**How to complete this task**
Each line of the data below holding the word "existed" must be copied.

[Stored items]
----
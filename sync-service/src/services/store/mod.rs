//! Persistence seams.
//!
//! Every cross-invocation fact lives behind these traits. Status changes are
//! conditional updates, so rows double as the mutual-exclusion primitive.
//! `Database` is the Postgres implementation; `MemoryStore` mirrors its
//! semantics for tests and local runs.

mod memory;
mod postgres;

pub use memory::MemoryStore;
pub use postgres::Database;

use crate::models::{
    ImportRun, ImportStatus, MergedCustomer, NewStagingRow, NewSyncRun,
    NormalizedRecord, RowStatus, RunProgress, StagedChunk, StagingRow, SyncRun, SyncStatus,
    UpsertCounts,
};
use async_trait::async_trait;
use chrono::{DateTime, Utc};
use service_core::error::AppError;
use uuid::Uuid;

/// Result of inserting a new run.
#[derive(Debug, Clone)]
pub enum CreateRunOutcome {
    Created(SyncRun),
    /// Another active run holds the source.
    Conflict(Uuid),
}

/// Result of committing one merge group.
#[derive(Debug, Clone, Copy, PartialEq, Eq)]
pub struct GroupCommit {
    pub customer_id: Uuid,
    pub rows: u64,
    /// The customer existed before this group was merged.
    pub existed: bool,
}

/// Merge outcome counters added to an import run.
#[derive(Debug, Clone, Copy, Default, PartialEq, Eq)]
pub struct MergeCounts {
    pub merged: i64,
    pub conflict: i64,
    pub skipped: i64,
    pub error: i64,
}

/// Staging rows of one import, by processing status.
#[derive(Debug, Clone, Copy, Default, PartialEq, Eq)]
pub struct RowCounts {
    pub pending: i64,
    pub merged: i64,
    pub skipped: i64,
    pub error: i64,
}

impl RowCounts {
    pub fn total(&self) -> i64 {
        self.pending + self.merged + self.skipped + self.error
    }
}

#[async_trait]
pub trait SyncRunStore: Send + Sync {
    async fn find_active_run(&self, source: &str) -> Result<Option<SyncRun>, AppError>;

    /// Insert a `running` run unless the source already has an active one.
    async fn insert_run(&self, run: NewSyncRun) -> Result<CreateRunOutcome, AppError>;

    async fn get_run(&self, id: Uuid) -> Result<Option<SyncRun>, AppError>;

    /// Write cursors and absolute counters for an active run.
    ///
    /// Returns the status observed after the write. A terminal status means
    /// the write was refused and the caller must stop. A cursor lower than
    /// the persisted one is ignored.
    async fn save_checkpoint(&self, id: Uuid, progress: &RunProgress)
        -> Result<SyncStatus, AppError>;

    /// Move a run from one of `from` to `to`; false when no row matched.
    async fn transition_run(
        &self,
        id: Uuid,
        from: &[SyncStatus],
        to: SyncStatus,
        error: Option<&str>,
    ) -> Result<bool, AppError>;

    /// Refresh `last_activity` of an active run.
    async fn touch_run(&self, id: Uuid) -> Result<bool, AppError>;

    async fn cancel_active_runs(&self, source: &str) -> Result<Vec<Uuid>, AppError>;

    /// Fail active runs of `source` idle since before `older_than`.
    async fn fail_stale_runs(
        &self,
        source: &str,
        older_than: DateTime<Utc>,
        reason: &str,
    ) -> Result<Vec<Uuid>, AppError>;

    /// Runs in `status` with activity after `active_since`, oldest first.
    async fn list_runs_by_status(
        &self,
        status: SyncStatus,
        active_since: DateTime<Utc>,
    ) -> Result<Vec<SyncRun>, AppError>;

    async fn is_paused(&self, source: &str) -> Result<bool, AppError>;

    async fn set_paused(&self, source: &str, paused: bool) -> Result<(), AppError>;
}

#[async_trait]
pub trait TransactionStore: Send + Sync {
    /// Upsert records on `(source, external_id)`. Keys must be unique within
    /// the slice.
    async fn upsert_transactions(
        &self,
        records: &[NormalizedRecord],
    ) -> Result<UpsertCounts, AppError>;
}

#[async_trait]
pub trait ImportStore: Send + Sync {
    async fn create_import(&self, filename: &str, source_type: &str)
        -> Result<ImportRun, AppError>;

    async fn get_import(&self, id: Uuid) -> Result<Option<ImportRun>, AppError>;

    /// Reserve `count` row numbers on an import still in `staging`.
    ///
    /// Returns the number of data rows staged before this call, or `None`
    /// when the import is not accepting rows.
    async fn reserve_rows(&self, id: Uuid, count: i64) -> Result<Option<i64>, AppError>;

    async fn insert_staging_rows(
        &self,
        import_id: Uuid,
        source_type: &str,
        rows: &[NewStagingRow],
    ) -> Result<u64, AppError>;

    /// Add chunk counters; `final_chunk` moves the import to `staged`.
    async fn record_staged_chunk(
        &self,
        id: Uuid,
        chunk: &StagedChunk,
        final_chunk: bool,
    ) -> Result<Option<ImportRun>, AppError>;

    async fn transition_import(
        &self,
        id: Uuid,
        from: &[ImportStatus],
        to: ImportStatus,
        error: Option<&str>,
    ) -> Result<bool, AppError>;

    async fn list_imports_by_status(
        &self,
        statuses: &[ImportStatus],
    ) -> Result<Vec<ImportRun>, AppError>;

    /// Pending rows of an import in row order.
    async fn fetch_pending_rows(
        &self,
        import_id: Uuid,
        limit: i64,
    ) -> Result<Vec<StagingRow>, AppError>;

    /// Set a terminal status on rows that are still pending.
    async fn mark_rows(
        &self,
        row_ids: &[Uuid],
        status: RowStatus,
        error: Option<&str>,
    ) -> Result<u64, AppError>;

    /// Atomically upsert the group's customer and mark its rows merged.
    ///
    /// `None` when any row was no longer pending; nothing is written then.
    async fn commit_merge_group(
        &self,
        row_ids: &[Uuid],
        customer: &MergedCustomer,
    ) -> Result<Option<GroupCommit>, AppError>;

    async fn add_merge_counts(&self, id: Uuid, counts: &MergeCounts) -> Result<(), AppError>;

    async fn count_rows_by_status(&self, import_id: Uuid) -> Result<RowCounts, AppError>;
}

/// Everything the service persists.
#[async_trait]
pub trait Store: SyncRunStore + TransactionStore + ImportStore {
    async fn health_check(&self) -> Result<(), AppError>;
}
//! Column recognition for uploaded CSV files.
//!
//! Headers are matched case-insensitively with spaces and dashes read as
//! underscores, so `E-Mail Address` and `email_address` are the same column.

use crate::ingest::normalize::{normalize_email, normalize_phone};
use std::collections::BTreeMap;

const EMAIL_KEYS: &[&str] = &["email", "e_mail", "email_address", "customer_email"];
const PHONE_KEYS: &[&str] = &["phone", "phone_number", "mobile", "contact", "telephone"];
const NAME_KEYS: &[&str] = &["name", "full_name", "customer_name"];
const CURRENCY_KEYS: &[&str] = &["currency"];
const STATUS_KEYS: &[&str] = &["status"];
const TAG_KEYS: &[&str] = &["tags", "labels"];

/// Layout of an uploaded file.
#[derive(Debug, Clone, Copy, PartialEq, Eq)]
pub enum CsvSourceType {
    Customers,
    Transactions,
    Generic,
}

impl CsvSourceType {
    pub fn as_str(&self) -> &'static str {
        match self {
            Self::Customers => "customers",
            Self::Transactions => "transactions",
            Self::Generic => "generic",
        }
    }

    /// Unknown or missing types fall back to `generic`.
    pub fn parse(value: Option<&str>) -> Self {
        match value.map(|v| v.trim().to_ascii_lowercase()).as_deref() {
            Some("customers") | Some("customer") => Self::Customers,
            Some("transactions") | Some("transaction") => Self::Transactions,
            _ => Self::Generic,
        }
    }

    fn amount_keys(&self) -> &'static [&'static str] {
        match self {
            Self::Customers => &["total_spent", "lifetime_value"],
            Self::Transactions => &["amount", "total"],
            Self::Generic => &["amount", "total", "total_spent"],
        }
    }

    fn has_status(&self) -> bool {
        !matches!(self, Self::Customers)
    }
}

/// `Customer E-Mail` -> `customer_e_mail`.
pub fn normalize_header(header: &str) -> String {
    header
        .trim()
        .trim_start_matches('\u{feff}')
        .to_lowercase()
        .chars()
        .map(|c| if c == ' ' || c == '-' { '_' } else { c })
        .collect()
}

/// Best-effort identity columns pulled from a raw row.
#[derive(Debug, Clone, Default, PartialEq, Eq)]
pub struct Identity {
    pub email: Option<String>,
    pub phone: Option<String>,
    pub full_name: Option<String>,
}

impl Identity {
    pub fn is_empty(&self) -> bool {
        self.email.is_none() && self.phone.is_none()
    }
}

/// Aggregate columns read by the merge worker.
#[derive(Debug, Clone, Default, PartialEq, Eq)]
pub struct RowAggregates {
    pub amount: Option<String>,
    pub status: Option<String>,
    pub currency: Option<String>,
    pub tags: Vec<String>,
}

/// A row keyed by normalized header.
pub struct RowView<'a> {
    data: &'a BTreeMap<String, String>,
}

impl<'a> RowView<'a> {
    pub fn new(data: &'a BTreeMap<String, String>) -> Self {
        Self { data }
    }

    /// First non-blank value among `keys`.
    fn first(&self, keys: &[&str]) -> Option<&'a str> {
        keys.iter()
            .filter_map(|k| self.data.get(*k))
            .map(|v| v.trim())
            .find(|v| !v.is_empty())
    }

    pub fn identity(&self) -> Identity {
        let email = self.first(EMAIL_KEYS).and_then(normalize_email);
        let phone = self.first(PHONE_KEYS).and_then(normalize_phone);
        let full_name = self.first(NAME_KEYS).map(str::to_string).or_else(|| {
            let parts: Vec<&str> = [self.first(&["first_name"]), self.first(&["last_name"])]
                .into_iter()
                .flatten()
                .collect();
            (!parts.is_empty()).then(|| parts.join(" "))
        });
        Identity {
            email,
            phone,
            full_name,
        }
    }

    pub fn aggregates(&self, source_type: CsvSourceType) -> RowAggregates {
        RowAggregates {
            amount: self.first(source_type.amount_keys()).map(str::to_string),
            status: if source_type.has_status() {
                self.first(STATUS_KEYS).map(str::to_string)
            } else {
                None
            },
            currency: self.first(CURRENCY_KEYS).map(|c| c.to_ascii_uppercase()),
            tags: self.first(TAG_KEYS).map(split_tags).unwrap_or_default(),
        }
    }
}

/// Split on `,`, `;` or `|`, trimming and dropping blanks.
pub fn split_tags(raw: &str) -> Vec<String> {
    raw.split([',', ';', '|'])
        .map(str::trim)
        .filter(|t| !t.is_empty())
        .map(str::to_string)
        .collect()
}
----
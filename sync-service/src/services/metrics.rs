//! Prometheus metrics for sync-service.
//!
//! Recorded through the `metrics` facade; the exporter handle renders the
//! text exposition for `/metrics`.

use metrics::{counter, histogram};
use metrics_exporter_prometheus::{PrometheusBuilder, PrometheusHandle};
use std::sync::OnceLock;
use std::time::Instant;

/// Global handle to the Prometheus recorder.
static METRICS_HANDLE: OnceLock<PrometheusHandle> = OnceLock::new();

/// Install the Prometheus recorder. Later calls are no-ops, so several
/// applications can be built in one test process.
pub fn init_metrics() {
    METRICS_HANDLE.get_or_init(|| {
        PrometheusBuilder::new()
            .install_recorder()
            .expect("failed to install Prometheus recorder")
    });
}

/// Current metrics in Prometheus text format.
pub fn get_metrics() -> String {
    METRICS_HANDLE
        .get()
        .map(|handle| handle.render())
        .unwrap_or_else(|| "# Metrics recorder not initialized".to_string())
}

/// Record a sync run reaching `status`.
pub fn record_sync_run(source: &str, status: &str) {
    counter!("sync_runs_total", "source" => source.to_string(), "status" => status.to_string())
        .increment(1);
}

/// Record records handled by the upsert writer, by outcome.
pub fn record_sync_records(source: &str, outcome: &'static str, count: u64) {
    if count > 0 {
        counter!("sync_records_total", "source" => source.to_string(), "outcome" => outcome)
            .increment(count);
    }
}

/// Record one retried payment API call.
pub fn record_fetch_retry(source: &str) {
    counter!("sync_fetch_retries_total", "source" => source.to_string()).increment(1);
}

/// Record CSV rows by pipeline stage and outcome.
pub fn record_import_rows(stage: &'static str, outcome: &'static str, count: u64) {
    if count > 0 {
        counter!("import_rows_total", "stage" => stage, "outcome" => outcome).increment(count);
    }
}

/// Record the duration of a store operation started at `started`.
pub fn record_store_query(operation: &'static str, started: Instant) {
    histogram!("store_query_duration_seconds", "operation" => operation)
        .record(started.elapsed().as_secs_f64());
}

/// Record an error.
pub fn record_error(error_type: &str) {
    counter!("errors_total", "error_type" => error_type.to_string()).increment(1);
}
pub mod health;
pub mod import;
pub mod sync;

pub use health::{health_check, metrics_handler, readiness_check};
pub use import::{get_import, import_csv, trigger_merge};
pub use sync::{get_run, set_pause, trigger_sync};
----
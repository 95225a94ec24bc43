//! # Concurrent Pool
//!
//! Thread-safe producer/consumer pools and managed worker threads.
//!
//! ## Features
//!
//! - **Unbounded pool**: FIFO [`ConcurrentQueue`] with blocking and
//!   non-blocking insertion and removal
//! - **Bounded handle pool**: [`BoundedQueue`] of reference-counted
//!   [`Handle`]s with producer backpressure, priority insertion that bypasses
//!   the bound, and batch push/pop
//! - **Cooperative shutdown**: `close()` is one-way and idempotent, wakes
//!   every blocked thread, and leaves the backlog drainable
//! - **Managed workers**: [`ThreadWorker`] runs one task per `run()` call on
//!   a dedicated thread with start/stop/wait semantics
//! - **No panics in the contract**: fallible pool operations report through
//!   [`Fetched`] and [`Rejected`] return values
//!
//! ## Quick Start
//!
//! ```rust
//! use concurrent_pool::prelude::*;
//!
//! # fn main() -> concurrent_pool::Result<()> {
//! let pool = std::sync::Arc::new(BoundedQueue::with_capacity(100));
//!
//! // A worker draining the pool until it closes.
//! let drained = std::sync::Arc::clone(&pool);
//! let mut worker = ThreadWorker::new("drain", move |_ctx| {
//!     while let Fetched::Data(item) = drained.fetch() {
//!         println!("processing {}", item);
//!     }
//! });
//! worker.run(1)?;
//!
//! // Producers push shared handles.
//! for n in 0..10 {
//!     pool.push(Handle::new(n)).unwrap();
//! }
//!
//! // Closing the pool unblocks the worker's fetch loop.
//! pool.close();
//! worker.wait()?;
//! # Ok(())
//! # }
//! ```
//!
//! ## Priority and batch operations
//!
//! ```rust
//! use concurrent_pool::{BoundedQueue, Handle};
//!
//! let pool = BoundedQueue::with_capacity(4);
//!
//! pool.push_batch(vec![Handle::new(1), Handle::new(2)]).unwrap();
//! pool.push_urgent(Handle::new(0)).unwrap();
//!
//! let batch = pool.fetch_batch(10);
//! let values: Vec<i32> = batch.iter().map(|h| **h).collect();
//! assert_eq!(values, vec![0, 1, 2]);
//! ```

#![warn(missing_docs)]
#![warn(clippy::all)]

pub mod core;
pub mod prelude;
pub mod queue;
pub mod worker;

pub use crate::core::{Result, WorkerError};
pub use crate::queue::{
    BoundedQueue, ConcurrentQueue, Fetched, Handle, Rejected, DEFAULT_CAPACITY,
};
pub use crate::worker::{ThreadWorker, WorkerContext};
----
**Output for this exercise**
    /// The customer existed before this group was merged.
    pub existed: bool,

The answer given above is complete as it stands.